There is a huge budworm outbreak in southern Quebec that's been going on for a little over a decade now, and has started to expand south into New Brunswick and Maine (https://www.sprucebudwormmaine.org/map/). It is almost certainly the source of the slow but steady increase in the "budworm warblers" on migration in the last 5-8 years here in NH. I wouldn't be terribly surprised if local breeding populations in Coos County also increase - especially if the budworm gets to NH...
On Tue, 21 May 2019 12:01:54 -0400, Stephen Mirick wrote:
It seems to me that Bay-breasted, Cape Mays, and Tennessees have been relatively common the last few years. I know others report them more regularly inland, but I still rarely see them along the seacoast. Even on the seacoast, however, I'm seeing more of them. I remember back in my second year of birding in 1982 seeing lots of Cape Mays on Appledore Island when I took a class out there. They were everywhere! I thought they would be like that every year. But alas, they just disappeared. There were many years, that I never recorded Cape Mays. Now the numbers seem to be going up again.
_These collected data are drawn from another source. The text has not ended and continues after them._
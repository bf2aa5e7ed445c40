// Copyright (c) 2021-2024 Espresso Systems (espressosys.com)
// This file is part of the votechain repository.

// You should have received a copy of the MIT License
// along with the votechain repository. If not, see <https://mit-license.org/>.

//! The ledger's notion of "now"
//!
//! Election phases are a pure function of the election window and the ledger time, so every
//! component reads time from the same [`Clock`] rather than from the operating system directly.

use std::sync::{
    atomic::{AtomicU64, Ordering},
    Arc,
};

use time::OffsetDateTime;

use crate::data::Timestamp;

/// Source of ledger time
pub trait Clock: Send + Sync + std::fmt::Debug {
    /// Current ledger time in seconds since the unix epoch
    fn now(&self) -> Timestamp;
}

/// Wall-clock time
#[derive(Copy, Clone, Debug, Default)]
pub struct SystemClock;

impl Clock for SystemClock {
    fn now(&self) -> Timestamp {
        // Pre-epoch system time is clamped to zero.
        u64::try_from(OffsetDateTime::now_utc().unix_timestamp()).unwrap_or_default()
    }
}

/// A clock that only moves when told to
///
/// Clones share the same underlying time, so a test can hold one copy and hand another to the
/// ledger.
#[derive(Clone, Debug, Default)]
pub struct ManualClock {
    /// The current time
    now: Arc<AtomicU64>,
}

impl ManualClock {
    /// Create a clock stopped at `now`
    #[must_use]
    pub fn new(now: Timestamp) -> Self {
        Self {
            now: Arc::new(AtomicU64::new(now)),
        }
    }

    /// Move the clock to `now`
    pub fn set(&self, now: Timestamp) {
        self.now.store(now, Ordering::SeqCst);
    }

    /// Move the clock forward by `seconds`, saturating at `u64::MAX`
    pub fn advance(&self, seconds: u64) {
        let _ = self
            .now
            .fetch_update(Ordering::SeqCst, Ordering::SeqCst, |now| {
                Some(now.saturating_add(seconds))
            });
    }
}

impl Clock for ManualClock {
    fn now(&self) -> Timestamp {
        self.now.load(Ordering::SeqCst)
    }
}

#[cfg(test)]
mod test {
    use super::*;

    #[test]
    fn manual_clock_clones_share_time() {
        let clock = ManualClock::new(1_000);
        let ledger_view = clock.clone();
        clock.advance(10);
        assert_eq!(ledger_view.now(), 1_010);
        clock.set(5);
        assert_eq!(ledger_view.now(), 5);
        clock.set(u64::MAX - 1);
        clock.advance(10);
        assert_eq!(ledger_view.now(), u64::MAX);
    }

    #[test]
    fn system_clock_is_after_2020() {
        assert!(SystemClock.now() > 1_577_836_800);
    }
}
// Copyright (c) 2021-2024 Espresso Systems (espressosys.com)
// This file is part of the votechain repository.

// You should have received a copy of the MIT License
// along with the votechain repository. If not, see <https://mit-license.org/>.

//! File-backed implementation of the storage trait
//!
//! The snapshot is `bincode`-encoded and written to a sibling temporary file first, then renamed
//! over the previous snapshot, so a crash mid-write leaves the old snapshot intact.

use std::{
    path::{Path, PathBuf},
    sync::Arc,
};

use anyhow::{Context, Result};
use async_lock::Mutex;
use async_trait::async_trait;
use tracing::debug;

use super::Storage;
use crate::state::LedgerState;

/// Persistent storage in a single file
#[derive(Clone, Debug)]
pub struct FileStorage {
    /// Where the snapshot lives
    path: Arc<PathBuf>,
    /// Serializes writers so two saves never race on the temporary file
    write_lock: Arc<Mutex<()>>,
}

impl FileStorage {
    /// Use the snapshot file at `path`; it is created on the first save
    #[must_use]
    pub fn new(path: impl Into<PathBuf>) -> Self {
        Self {
            path: Arc::new(path.into()),
            write_lock: Arc::new(Mutex::new(())),
        }
    }

    /// The snapshot file
    #[must_use]
    pub fn path(&self) -> &Path {
        &self.path
    }

    /// The temporary file a save writes to before renaming
    fn temporary_path(&self) -> PathBuf {
        let mut name = self.path.file_name().unwrap_or_default().to_os_string();
        name.push(".tmp");
        self.path.with_file_name(name)
    }
}

#[async_trait]
impl Storage for FileStorage {
    async fn save(&self, state: &LedgerState) -> Result<()> {
        let bytes = bincode::serialize(state).context("Failed to encode ledger snapshot")?;
        let temporary = self.temporary_path();

        let _guard = self.write_lock.lock().await;
        tokio::fs::write(&temporary, &bytes)
            .await
            .with_context(|| format!("Failed to write {}", temporary.display()))?;
        tokio::fs::rename(&temporary, self.path.as_ref())
            .await
            .with_context(|| format!("Failed to replace {}", self.path.display()))?;
        debug!(path = %self.path.display(), bytes = bytes.len(), height = state.height(), "saved ledger snapshot");
        Ok(())
    }

    async fn load(&self) -> Result<Option<LedgerState>> {
        let bytes = match tokio::fs::read(self.path.as_ref()).await {
            Ok(bytes) => bytes,
            Err(e) if e.kind() == std::io::ErrorKind::NotFound => return Ok(None),
            Err(e) => {
                return Err(e).with_context(|| format!("Failed to read {}", self.path.display()))
            }
        };
        let state = bincode::deserialize(&bytes)
            .with_context(|| format!("Corrupt ledger snapshot in {}", self.path.display()))?;
        Ok(Some(state))
    }
}

#[cfg(test)]
mod test {
    use super::*;

    #[tokio::test(flavor = "multi_thread")]
    async fn missing_file_loads_as_empty() {
        let dir = tempfile::tempdir().unwrap();
        let storage = FileStorage::new(dir.path().join("ledger.bin"));
        assert_eq!(storage.load().await.unwrap(), None);
    }

    #[tokio::test(flavor = "multi_thread")]
    async fn saved_state_survives_a_new_handle() {
        let dir = tempfile::tempdir().unwrap();
        let path = dir.path().join("ledger.bin");
        let mut state = LedgerState::default();
        let _ = state.begin_block(1_700_000_000);

        FileStorage::new(&path).save(&state).await.unwrap();
        assert!(!dir.path().join("ledger.bin.tmp").exists());

        let loaded = FileStorage::new(&path).load().await.unwrap();
        assert_eq!(loaded, Some(state));
    }

    #[tokio::test(flavor = "multi_thread")]
    async fn garbage_is_reported() {
        let dir = tempfile::tempdir().unwrap();
        let path = dir.path().join("ledger.bin");
        std::fs::write(&path, b"not a snapshot").unwrap();
        assert!(FileStorage::new(&path).load().await.is_err());
    }
}
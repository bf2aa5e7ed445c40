// Copyright (c) 2021-2024 Espresso Systems (espressosys.com)
// This file is part of the votechain repository.

// You should have received a copy of the MIT License
// along with the votechain repository. If not, see <https://mit-license.org/>.

//! Error type for the [`Ledger`](crate::Ledger)
//!
//! Protocol rejections are carried unchanged in [`LedgerError::Protocol`]; the other variants
//! describe failures of the ledger itself rather than of an operation.

use thiserror::Error;
use votechain_types::{data::Timestamp, error::ProtocolError, transaction::Outcome};

/// Error type for the ledger
#[derive(Clone, Debug, PartialEq, Eq, Error)]
#[non_exhaustive]
pub enum LedgerError {
    /// The operation was rejected by the protocol
    #[error(transparent)]
    Protocol(#[from] ProtocolError),

    /// A block tried to move ledger time backwards
    #[error("Block timestamp {proposed} is before the latest ledger time {latest}")]
    TimestampRegression {
        /// Timestamp of the latest committed block
        latest: Timestamp,
        /// Timestamp of the rejected block
        proposed: Timestamp,
    },

    /// The storage backend failed to persist or load the ledger state
    #[error("Storage error: {0}")]
    Storage(String),

    /// A committed transaction produced an outcome its caller did not ask for
    #[error("Unexpected outcome {0:?}")]
    UnexpectedOutcome(Outcome),
}

impl LedgerError {
    /// The protocol error behind this failure, if it is one
    #[must_use]
    pub fn protocol(&self) -> Option<&ProtocolError> {
        match self {
            Self::Protocol(e) => Some(e),
            _ => None,
        }
    }
}

impl From<anyhow::Error> for LedgerError {
    fn from(e: anyhow::Error) -> Self {
        Self::Storage(format!("{e:#}"))
    }
}
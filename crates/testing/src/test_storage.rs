// Copyright (c) 2021-2024 Espresso Systems (espressosys.com)
// This file is part of the votechain repository.

// You should have received a copy of the MIT License
// along with the votechain repository. If not, see <https://mit-license.org/>.

use std::{
    sync::{
        atomic::{AtomicBool, AtomicU64, Ordering},
        Arc,
    },
    time::Duration,
};

use anyhow::{bail, Result};
use async_trait::async_trait;
use votechain::{traits::implementations::MemoryStorage, LedgerState, Storage};

/// In-memory storage whose writes can be made to fail
#[derive(Clone, Debug, Default)]
pub struct TestStorage {
    /// The snapshot
    inner: MemoryStorage,
    /// Number of successful saves
    saves: Arc<AtomicU64>,
    /// `should_return_err` is a testing utility to validate negative cases.
    should_return_err: Arc<AtomicBool>,
    /// How long every save takes, in milliseconds
    save_delay_ms: Arc<AtomicU64>,
}

impl TestStorage {
    /// Make every following save fail, or succeed again
    pub fn set_should_return_err(&self, fail: bool) {
        self.should_return_err.store(fail, Ordering::SeqCst);
    }

    /// Make every following save take at least `delay`
    pub fn set_save_delay(&self, delay: Duration) {
        self.save_delay_ms.store(
            u64::try_from(delay.as_millis()).unwrap_or(u64::MAX),
            Ordering::SeqCst,
        );
    }

    /// Number of successful saves so far
    #[must_use]
    pub fn saves(&self) -> u64 {
        self.saves.load(Ordering::SeqCst)
    }
}

#[async_trait]
impl Storage for TestStorage {
    async fn save(&self, state: &LedgerState) -> Result<()> {
        let delay = self.save_delay_ms.load(Ordering::SeqCst);
        if delay > 0 {
            tokio::time::sleep(Duration::from_millis(delay)).await;
        }
        if self.should_return_err.load(Ordering::SeqCst) {
            bail!("Failed to save ledger snapshot to storage");
        }
        self.inner.save(state).await?;
        self.saves.fetch_add(1, Ordering::SeqCst);
        Ok(())
    }

    async fn load(&self) -> Result<Option<LedgerState>> {
        self.inner.load().await
    }
}
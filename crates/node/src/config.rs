// Copyright (c) 2021-2024 Espresso Systems (espressosys.com)
// This file is part of the votechain repository.

// You should have received a copy of the MIT License
// along with the votechain repository. If not, see <https://mit-license.org/>.

//! Node configuration, as read from a TOML file

use std::{fs, path::PathBuf, sync::Arc};

use anyhow::{Context, Result};
use serde::{Deserialize, Serialize};
use votechain::{Address, Clock, LedgerConfig, Timestamp};
use votechain_types::{
    ledger_config_file::LedgerConfigFile,
    traits::clock::{ManualClock, SystemClock},
};

/// Where ledger time comes from
#[derive(Clone, Debug, Default, PartialEq, Eq, Serialize, Deserialize)]
#[serde(tag = "mode", rename_all = "snake_case")]
pub enum ClockConfig {
    /// The host's wall clock
    #[default]
    System,
    /// A clock stopped at `timestamp`; scripts move time through block timestamps
    Fixed {
        /// Seconds since the Unix epoch
        timestamp: Timestamp,
    },
}

impl ClockConfig {
    /// Build the configured clock
    #[must_use]
    pub fn build(&self) -> Arc<dyn Clock> {
        match self {
            Self::System => Arc::new(SystemClock),
            Self::Fixed { timestamp } => Arc::new(ManualClock::new(*timestamp)),
        }
    }
}

/// Where the ledger snapshot is kept
#[derive(Clone, Debug, Default, PartialEq, Eq, Serialize, Deserialize)]
pub struct StorageConfig {
    /// Snapshot file; without one the ledger lives in memory for a single invocation
    pub path: Option<PathBuf>,
}

/// Who administers the voting system, and where it lives
#[derive(Clone, Debug, Default, PartialEq, Eq, Serialize, Deserialize)]
pub struct DeploymentConfig {
    /// The administrator; deploys the components and signs script steps without a sender
    pub owner: Address,
    /// The results aggregator of an existing deployment. When absent the ledger is searched for
    /// its only aggregator.
    #[serde(default)]
    pub results: Option<Address>,
}

/// Holds configuration for a node
#[derive(Clone, Debug, PartialEq, Eq, Serialize, Deserialize)]
pub struct NodeConfig {
    /// Ledger tuning
    #[serde(default)]
    pub ledger: LedgerConfigFile,
    /// Time source
    #[serde(default)]
    pub clock: ClockConfig,
    /// Persistence
    #[serde(default)]
    pub storage: StorageConfig,
    /// Administration
    pub deployment: DeploymentConfig,
}

impl NodeConfig {
    /// Read a configuration file
    ///
    /// # Errors
    /// If the file cannot be read or is not a valid configuration
    pub fn load(path: &std::path::Path) -> Result<Self> {
        let contents = fs::read_to_string(path)
            .with_context(|| format!("Could not read config file located at {}", path.display()))?;
        toml::from_str(&contents)
            .with_context(|| format!("Invalid config file {}", path.display()))
    }

    /// The runtime ledger configuration
    #[must_use]
    pub fn ledger_config(&self) -> LedgerConfig {
        self.ledger.clone().into()
    }
}

#[cfg(test)]
mod test {
    use std::num::NonZeroUsize;

    use super::*;

    #[test]
    fn full_config_parses() {
        let config: NodeConfig = toml::from_str(
            r#"
            [ledger]
            event_channel_size = 64
            event_history_limit = 0

            [clock]
            mode = "fixed"
            timestamp = 1700000000

            [storage]
            path = "ledger.bin"

            [deployment]
            owner = "0x00000000000000000000000000000000000000ad"
            "#,
        )
        .unwrap();

        assert_eq!(
            config.clock,
            ClockConfig::Fixed {
                timestamp: 1_700_000_000
            }
        );
        assert_eq!(config.storage.path, Some(PathBuf::from("ledger.bin")));
        assert_eq!(config.deployment.owner, Address::from_low_u64_be(0xad));
        assert_eq!(config.deployment.results, None);
        let ledger = config.ledger_config();
        assert_eq!(ledger.event_channel_size, NonZeroUsize::new(64).unwrap());
        assert_eq!(ledger.event_history_limit, None);
        assert_eq!(config.clock.build().now(), 1_700_000_000);
    }

    #[test]
    fn only_the_owner_is_required() {
        let config: NodeConfig = toml::from_str(
            r#"
            [deployment]
            owner = "0x00000000000000000000000000000000000000ad"
            "#,
        )
        .unwrap();
        assert_eq!(config.clock, ClockConfig::System);
        assert_eq!(config.storage.path, None);
        assert_eq!(config.ledger, LedgerConfigFile::default());

        assert!(toml::from_str::<NodeConfig>("[clock]\nmode = \"fixed\"\n").is_err());
    }

    #[test]
    fn sample_config_parses() {
        let config: NodeConfig = toml::from_str(include_str!("../config/votechain.toml")).unwrap();
        assert!(matches!(config.clock, ClockConfig::Fixed { .. }));
        assert!(config.storage.path.is_some());
    }

    #[test]
    fn missing_files_are_reported() {
        let dir = tempfile::tempdir().unwrap();
        let err = NodeConfig::load(&dir.path().join("absent.toml")).unwrap_err();
        assert!(err.to_string().contains("Could not read config file"));
    }
}
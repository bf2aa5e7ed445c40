// Copyright (c) 2021-2024 Espresso Systems (espressosys.com)
// This file is part of the votechain repository.

// You should have received a copy of the MIT License
// along with the votechain repository. If not, see <https://mit-license.org/>.

//! Notifications that the ledger emits
//!
//! Notifications are staged while a transaction runs and only become visible, as [`Event`]s,
//! once the transaction commits. A rejected transaction emits nothing.

use serde::{Deserialize, Serialize};

use crate::data::{Address, Candidate, CandidateId, ElectionId, Timestamp};

/// A committed notification
///
/// This includes some metadata, such as the ledger height and timestamp the notification was
/// committed at and the contract that emitted it, as well as an inner [`EventType`] describing
/// the notification proper.
#[derive(Clone, Debug, PartialEq, Eq, Serialize, Deserialize)]
pub struct Event {
    /// Global position of this notification, starting at zero
    pub sequence: u64,
    /// Height of the block that committed the notification
    pub height: u64,
    /// Ledger time of the block that committed the notification
    pub timestamp: Timestamp,
    /// Address of the contract that emitted the notification
    pub emitter: Address,
    /// The underlying notification
    pub event: EventType,
}

/// The type and contents of a notification
///
/// This enum does not include metadata shared among all variants, such as the sequence number
/// and emitter, and is thus always delivered wrapped in an [`Event`].
#[non_exhaustive]
#[derive(Clone, Debug, PartialEq, Eq, Serialize, Deserialize)]
pub enum EventType {
    /// A voting right was issued
    VoterRegistered {
        /// The election the right is valid for
        election: ElectionId,
        /// The holder of the right
        voter: Address,
    },
    /// A voting right was burned by the ballot
    VotingTokenUsed {
        /// The election the right was valid for
        election: ElectionId,
        /// The former holder of the right
        voter: Address,
    },
    /// A candidate was created
    CandidateAdded {
        /// The candidate as created
        candidate: Candidate,
    },
    /// An election was created
    ElectionCreated {
        /// The new election id
        id: ElectionId,
        /// Display name
        name: String,
        /// Free-form description
        description: String,
        /// Start of the voting window
        start_time: Timestamp,
        /// End of the voting window
        end_time: Timestamp,
        /// The whitelist as given
        whitelist: Vec<Address>,
    },
    /// A candidate was registered into an election
    CandidateRegistered {
        /// The election
        election: ElectionId,
        /// The registered candidate
        candidate: CandidateId,
    },
    /// A vote was accepted and tallied
    VoteCasted {
        /// The election
        election: ElectionId,
        /// The chosen candidate
        candidate: CandidateId,
        /// The voter
        voter: Address,
    },
    /// The ballot issued voting rights through the registry
    VotersAdded {
        /// The election
        election: ElectionId,
        /// The voters, as given
        voters: Vec<Address>,
    },
    /// Ownership of a contract changed hands
    OwnershipTransferred {
        /// The former owner
        previous: Address,
        /// The new owner
        new: Address,
    },
    /// The registry granted a ballot the right to burn voting rights
    BallotContractSet {
        /// The ballot
        ballot: Address,
    },
    /// The registry withdrew the burn capability
    BallotContractRevoked,
    /// A contract was deployed
    ContractDeployed {
        /// The address it was deployed at
        address: Address,
        /// What was deployed
        kind: crate::data::ContractKind,
    },
}
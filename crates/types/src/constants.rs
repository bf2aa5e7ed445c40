// Copyright (c) 2021-2024 Espresso Systems (espressosys.com)
// This file is part of the votechain repository.

// You should have received a copy of the MIT License
// along with the votechain repository. If not, see <https://mit-license.org/>.

//! configurable constants for votechain

/// Default channel size for ledger -> subscriber notifications
pub const EVENT_CHANNEL_SIZE: usize = 100_000;

/// Default number of committed notifications kept in the ledger history
pub const EVENT_HISTORY_LIMIT: usize = 1_000_000;

/// First identifier handed out by the candidate and election counters
pub const FIRST_ID: u64 = 1;

/// Domain separator mixed into contract address derivation
pub const CONTRACT_ADDRESS_DOMAIN: &[u8] = b"votechain contract address";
These three species are spruce budworm specialists and their populations explode with outbreaks of the Eastern Spruce Budworm. I suspect there is an outbreak somewhere to our north!
According to wikipedia:
In 20th-century eastern Canada, the major outbreaks occurred in periods circa 1910–20, c. 1940–50, and c. 1970–80. (reportedly 1974-1982 in northern New England). These outbreaks impacted, respectively, 10, 25, and 57 million hectares of forest. Longer-term tree-ring studies suggest that spruce budworm outbreaks have been recurring approximately every three decades since the 16th century. Paleoecological studies suggest the spruce budworm has been breaking out in eastern North America for thousands of years.
On 5/21/2019 11:37 AM, Greg Tillman wrote:
A little further down Mast Rd, I had two BAY-BREASTED WARBLERS, males, on the Birch Rd trail on the south side of mast rd, and another one on the Scout trail north of mast rd. Seems like this species has picked up some in recent years?